Mr. Dos Passos points out that the original Pennsylvania statute of 1826 was a vast improvement upon its English model of those days, in that it applied to both real and personal property; but in the matter of exemptions, both to direct heirs and to institutions, he declares the American laws "insuperably inferior" to the English system of to-day. Nevertheless, his account of the English death duties is inadequate and misleading. Even the American laws are not stated without some inaccuracies. It is scarcely correct, for example, to say that the inheritance tax was not applied in New York until "more than sixty years after its successful adoption in Pennsylvania and other states "; that it is in force at present in North Carolina; that it has been "put in force . . . by constitutional provision in Minnesota "; that the constitution of that state was "immediately amended" upon the annulment of the old law; or that the Delaware tax, in its present status, is "graduated from one to five per cent." Again, it is misleading, at least, to mention the Australian colonies among the places in which the tax has most "recently been inaugurated."

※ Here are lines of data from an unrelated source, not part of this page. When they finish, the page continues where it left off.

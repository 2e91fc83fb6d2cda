//! Value-constraint validation for entity and observation payloads.
//!
//! The database carries the same rules as `CHECK` constraints. Checking
//! them here first lets a rejected write name the offending field instead
//! of surfacing a bare engine message, and keeps malformed payloads from
//! ever opening a transaction.

/// A write payload violated a shape or value constraint.
///
/// Always local to the call that produced it and never retried
/// automatically.
#[derive(Debug, Clone, PartialEq, Eq, thiserror::Error)]
pub enum ValidationError {
    /// A required field was absent or empty.
    #[error("missing required field `{field}`")]
    MissingField {
        /// Name of the missing field.
        field: &'static str,
    },

    /// A numeric field fell outside its allowed domain.
    #[error("field `{field}` = {value} violates `{rule}`")]
    OutOfRange {
        /// Name of the offending field.
        field: &'static str,
        /// The rejected value.
        value: i64,
        /// Human-readable rule, e.g. `>= 1`.
        rule: &'static str,
    },

    /// The payload references an entity that does not exist in the store.
    #[error("{entity} {id} does not exist")]
    MissingReference {
        /// Kind of the referenced entity (`player`, `faction`).
        entity: &'static str,
        /// The referenced identifier.
        id: i64,
    },

    /// The payload could not be decoded into a typed record.
    #[error("malformed payload: {0}")]
    Malformed(String),

    /// The storage engine rejected the row on a constraint not caught above.
    #[error("constraint violation: {0}")]
    Constraint(String),
}

/// Implemented by every payload that can be written to the store.
pub trait Validate {
    /// Check every field constraint, returning the first violation.
    ///
    /// # Errors
    ///
    /// Returns [`ValidationError`] describing the first rule that failed.
    fn validate(&self) -> Result<(), ValidationError>;
}

/// Require `value >= 0` when present.
///
/// # Errors
///
/// Returns [`ValidationError::OutOfRange`] for a negative value.
pub const fn non_negative(field: &'static str, value: Option<i64>) -> Result<(), ValidationError> {
    match value {
        Some(v) if v < 0 => Err(ValidationError::OutOfRange {
            field,
            value: v,
            rule: ">= 0",
        }),
        _ => Ok(()),
    }
}

/// Require `value >= 1` when present.
///
/// # Errors
///
/// Returns [`ValidationError::OutOfRange`] for a value below one.
pub const fn at_least_one(field: &'static str, value: Option<i64>) -> Result<(), ValidationError> {
    match value {
        Some(v) if v < 1 => Err(ValidationError::OutOfRange {
            field,
            value: v,
            rule: ">= 1",
        }),
        _ => Ok(()),
    }
}

/// Require `value > 0` when present.
///
/// # Errors
///
/// Returns [`ValidationError::OutOfRange`] for zero or a negative value.
pub const fn positive(field: &'static str, value: Option<i64>) -> Result<(), ValidationError> {
    match value {
        Some(v) if v <= 0 => Err(ValidationError::OutOfRange {
            field,
            value: v,
            rule: "> 0",
        }),
        _ => Ok(()),
    }
}

/// Require a non-blank string.
///
/// # Errors
///
/// Returns [`ValidationError::MissingField`] when the string is empty or
/// whitespace only.
pub fn required_text(field: &'static str, value: &str) -> Result<(), ValidationError> {
    if value.trim().is_empty() {
        return Err(ValidationError::MissingField { field });
    }
    Ok(())
}

#[cfg(test)]
mod tests {
    use super::*;

    #[test]
    fn absent_values_pass_every_rule() {
        assert!(non_negative("respect", None).is_ok());
        assert!(at_least_one("level", None).is_ok());
        assert!(positive("life_maximum", None).is_ok());
    }

    #[test]
    fn boundaries() {
        assert!(non_negative("respect", Some(0)).is_ok());
        assert!(at_least_one("level", Some(1)).is_ok());
        assert_eq!(
            at_least_one("level", Some(0)),
            Err(ValidationError::OutOfRange {
                field: "level",
                value: 0,
                rule: ">= 1",
            })
        );
        assert!(positive("life_maximum", Some(0)).is_err());
    }

    #[test]
    fn blank_name_is_missing() {
        assert_eq!(
            required_text("name", "   "),
            Err(ValidationError::MissingField { field: "name" })
        );
    }

    #[test]
    fn display_names_the_field() {
        let err = ValidationError::OutOfRange {
            field: "life_maximum",
            value: -3,
            rule: "> 0",
        };
        let msg = format!("{err}");
        assert!(msg.contains("life_maximum"));
        assert!(msg.contains("-3"));
    }
}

The greater part of the book is, of course, devoted to questions of legal interpretation. Recent legal decisions have reaffirmed the principle that the inheritance tax is not a tax upon the property involved, but is upon the privilege of succession. It is therefore not subject to the same constitutional restrictions as property taxes, and it is even applicable to United States bonds, which could be reached by the taxing power of the commonwealths in no other way. It also follows that a commonwealth may tax legacies to the United States government. The same legal principle seems to lead up naturally to the theory which regards the inheritance tax as a payment for definite

services rendered by the state. This, at any rate, is the theory accepted by Mr. Dos Passos.

Looking into the future, the author foresees a continued extension of this form of taxation. Three times he confidently predicts that it will soon be in force in all the states of the Union. He recommends it as a most desirable substitute for "the odious tax on personal property"; and he is favorably inclined toward the adoption of progressive rates.

The proof-reading is atrocious in some places; but John Stuart Mill is so consistently referred to as "Mills" that one doubts whether the fault is all in the proof-reading. The reader is frequently tempted to wish that all lawyers would follow Mr. Stimson's excellent example and devote their leisure to literary pursuits, so that they might use good English when writing law.

WASHINGTON, D. C.

MAX WEST.

Cours Élémentaire de Statistique Administrative. Élaboration des Statistiques - Organisation des Bureaux de Statistique — Éléments de Démographie. Par le Docteur JACQUES BERTILLON, Chef des Travaux Statistiques de la Ville de Paris. Paris, Société d'Éditions Scientifiques, 1895.599 pp.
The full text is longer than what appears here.